Data below:

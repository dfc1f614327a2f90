//! OAuth2 credentials for the script-execution API.
//!
//! Tokens are cached in `token.json`. An expired token is refreshed when a
//! refresh token is available; otherwise the installed-app loopback flow runs:
//! a one-shot HTTP listener on 127.0.0.1 receives the authorization code from
//! the consent redirect.

use std::fs;
use std::io::Write;
use std::path::{Path, PathBuf};
use std::sync::{Arc, Mutex};
use std::time::Duration;

use axum::Router;
use axum::extract::{Query, State};
use axum::response::Html;
use axum::routing::get;
use chrono::Utc;
use gasprobe_protocol::{AuthorizedUser, ClientSecrets, InstalledApp, TokenResponse};
use serde::Deserialize;
use tokio::sync::oneshot;
use tracing::{info, warn};
use uuid::Uuid;

use crate::error::{Error, Result};
use crate::settings::ApiSettings;

/// How long the loopback listener waits for the consent redirect.
const CONSENT_TIMEOUT: Duration = Duration::from_secs(300);

#[derive(Debug, Deserialize)]
struct Callback {
	code: Option<String>,
	state: Option<String>,
	error: Option<String>,
}

type CallbackSlot = Arc<Mutex<Option<oneshot::Sender<Callback>>>>;

#[derive(Debug, Clone)]
pub struct Authorizer {
	secrets_path: PathBuf,
	token_path: PathBuf,
	scopes: Vec<String>,
	http: reqwest::Client,
}

impl Authorizer {
	pub fn new(secrets_path: impl Into<PathBuf>, token_path: impl Into<PathBuf>, scopes: Vec<String>) -> Self {
		Self {
			secrets_path: secrets_path.into(),
			token_path: token_path.into(),
			scopes,
			http: reqwest::Client::new(),
		}
	}

	pub fn from_settings(settings: &ApiSettings) -> Self {
		Self::new(&settings.credentials, &settings.token, settings.scopes.clone())
	}

	pub fn token_path(&self) -> &Path {
		&self.token_path
	}

	/// Returns usable credentials, refreshing or re-authorizing as needed.
	pub async fn credentials(&self) -> Result<AuthorizedUser> {
		if let Some(user) = self.load_token()? {
			if user.covers(&self.scopes) {
				if user.is_valid_at(Utc::now()) {
					return Ok(user);
				}
				if user.can_refresh() {
					match self.refresh(user).await {
						Ok(user) => return Ok(user),
						Err(err) => warn!(target = "gasprobe", error = %err, "token refresh failed; re-authorizing"),
					}
				}
			} else {
				info!(target = "gasprobe", "cached token lacks requested scopes; re-authorizing");
			}
		}
		self.authorize().await
	}

	/// Refreshes the cached token when possible, else runs the consent flow.
	pub async fn login(&self) -> Result<AuthorizedUser> {
		match self.load_token()? {
			Some(user) if user.can_refresh() && user.covers(&self.scopes) => match self.refresh(user).await {
				Ok(user) => Ok(user),
				Err(err) => {
					warn!(target = "gasprobe", error = %err, "token refresh failed; re-authorizing");
					self.authorize().await
				}
			},
			_ => self.authorize().await,
		}
	}

	fn load_token(&self) -> Result<Option<AuthorizedUser>> {
		if !self.token_path.exists() {
			return Ok(None);
		}
		let content = fs::read_to_string(&self.token_path)?;
		match serde_json::from_str(&content) {
			Ok(user) => Ok(Some(user)),
			Err(err) => {
				warn!(target = "gasprobe", path = %self.token_path.display(), error = %err, "ignoring unreadable token file");
				Ok(None)
			}
		}
	}

	fn load_app(&self) -> Result<InstalledApp> {
		let content = fs::read_to_string(&self.secrets_path)
			.map_err(|e| Error::Auth(format!("client secrets not readable at {}: {e}", self.secrets_path.display())))?;
		let secrets: ClientSecrets = serde_json::from_str(&content)
			.map_err(|e| Error::Auth(format!("invalid client secrets {}: {e}", self.secrets_path.display())))?;
		secrets
			.app()
			.cloned()
			.ok_or_else(|| Error::Auth("client secrets define neither \"installed\" nor \"web\"".into()))
	}

	async fn refresh(&self, mut user: AuthorizedUser) -> Result<AuthorizedUser> {
		info!(target = "gasprobe", "refreshing access token");
		let refresh_token = user.refresh_token.clone().unwrap_or_default();
		let form = [
			("grant_type", "refresh_token"),
			("refresh_token", refresh_token.as_str()),
			("client_id", user.client_id.as_str()),
			("client_secret", user.client_secret.as_str()),
		];
		let response = self.token_request(&user.token_uri, &form).await?;
		user.apply(response, Utc::now());
		save_token(&self.token_path, &user)?;
		Ok(user)
	}

	async fn authorize(&self) -> Result<AuthorizedUser> {
		let app = self.load_app()?;

		let listener = tokio::net::TcpListener::bind("127.0.0.1:0").await?;
		let redirect_uri = format!("http://127.0.0.1:{}/", listener.local_addr()?.port());
		let state = generate_state();
		let consent = consent_url(&app, &redirect_uri, &self.scopes, &state)?;

		let (tx, rx) = oneshot::channel();
		let slot: CallbackSlot = Arc::new(Mutex::new(Some(tx)));
		let router = Router::new().route("/", get(callback)).with_state(slot);
		let server = tokio::spawn(async move { axum::serve(listener, router).await });

		eprintln!("Open this URL in a browser to authorize gasprobe:\n\n{consent}\n");
		info!(target = "gasprobe", redirect = %redirect_uri, "waiting for consent redirect");

		let received = tokio::time::timeout(CONSENT_TIMEOUT, rx).await;
		server.abort();
		let callback = match received {
			Ok(Ok(callback)) => callback,
			Ok(Err(_)) => return Err(Error::Auth("consent listener stopped".into())),
			Err(_) => {
				return Err(Error::Timeout {
					ms: CONSENT_TIMEOUT.as_millis() as u64,
					condition: "OAuth consent redirect".into(),
				});
			}
		};

		let code = check_callback(callback, &state)?;
		let form = [
			("grant_type", "authorization_code"),
			("code", code.as_str()),
			("redirect_uri", redirect_uri.as_str()),
			("client_id", app.client_id.as_str()),
			("client_secret", app.client_secret.as_str()),
		];
		let response = self.token_request(&app.token_uri, &form).await?;
		let user = AuthorizedUser::from_response(&app, response, &self.scopes, Utc::now());
		save_token(&self.token_path, &user)?;
		info!(target = "gasprobe", path = %self.token_path.display(), "token saved");
		Ok(user)
	}

	async fn token_request(&self, token_uri: &str, form: &[(&str, &str)]) -> Result<TokenResponse> {
		let response = self.http.post(token_uri).form(form).send().await?;
		let status = response.status();
		let body = response.text().await?;
		if !status.is_success() {
			return Err(Error::Auth(format!("token endpoint returned HTTP {}: {}", status.as_u16(), body.trim())));
		}
		Ok(serde_json::from_str(&body)?)
	}
}

async fn callback(State(slot): State<CallbackSlot>, Query(params): Query<Callback>) -> Html<&'static str> {
	let sender = slot.lock().ok().and_then(|mut guard| guard.take());
	if let Some(sender) = sender {
		let _ = sender.send(params);
	}
	Html("<html><body>Authorization received. You can close this tab.</body></html>")
}

fn check_callback(callback: Callback, expected_state: &str) -> Result<String> {
	if let Some(error) = callback.error {
		return Err(Error::Auth(format!("consent denied: {error}")));
	}
	if callback.state.as_deref() != Some(expected_state) {
		return Err(Error::Auth("state mismatch in consent redirect".into()));
	}
	callback
		.code
		.filter(|c| !c.is_empty())
		.ok_or_else(|| Error::Auth("consent redirect carried no code".into()))
}

/// Consent URL for the installed-app flow with offline access.
pub fn consent_url(app: &InstalledApp, redirect_uri: &str, scopes: &[String], state: &str) -> Result<String> {
	let scope = scopes.join(" ");
	let url = url::Url::parse_with_params(
		&app.auth_uri,
		&[
			("client_id", app.client_id.as_str()),
			("redirect_uri", redirect_uri),
			("response_type", "code"),
			("scope", scope.as_str()),
			("access_type", "offline"),
			("prompt", "consent"),
			("state", state),
		],
	)
	.map_err(|e| Error::Auth(format!("invalid auth_uri {}: {e}", app.auth_uri)))?;
	Ok(url.into())
}

/// Writes the token cache, readable by the owner only on unix.
pub fn save_token(path: &Path, user: &AuthorizedUser) -> Result<()> {
	if let Some(parent) = path.parent().filter(|p| !p.as_os_str().is_empty()) {
		fs::create_dir_all(parent)?;
	}
	let json = serde_json::to_string_pretty(user)?;

	let mut options = fs::OpenOptions::new();
	options.write(true).create(true).truncate(true);
	#[cfg(unix)]
	{
		use std::os::unix::fs::OpenOptionsExt;
		options.mode(0o600);
	}
	let mut file = options.open(path)?;
	// mode only applies on create; tighten a file left by an older run too
	#[cfg(unix)]
	{
		use std::os::unix::fs::PermissionsExt;
		file.set_permissions(fs::Permissions::from_mode(0o600))?;
	}
	file.write_all(json.as_bytes())?;
	Ok(())
}

fn generate_state() -> String {
	Uuid::new_v4().simple().to_string()
}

End of Data.

Within the listing above, give again exactly every line from the line with "pub fn from_settings(settings: &ApiSettings)" through the line with "re-authorizing as needed.", both included, and no other line.

Answer box
	pub fn from_settings(settings: &ApiSettings) -> Self {
		Self::new(&settings.credentials, &settings.token, settings.scopes.clone())
	}

	pub fn token_path(&self) -> &Path {
		&self.token_path
	}

	/// Returns usable credentials, refreshing or re-authorizing as needed.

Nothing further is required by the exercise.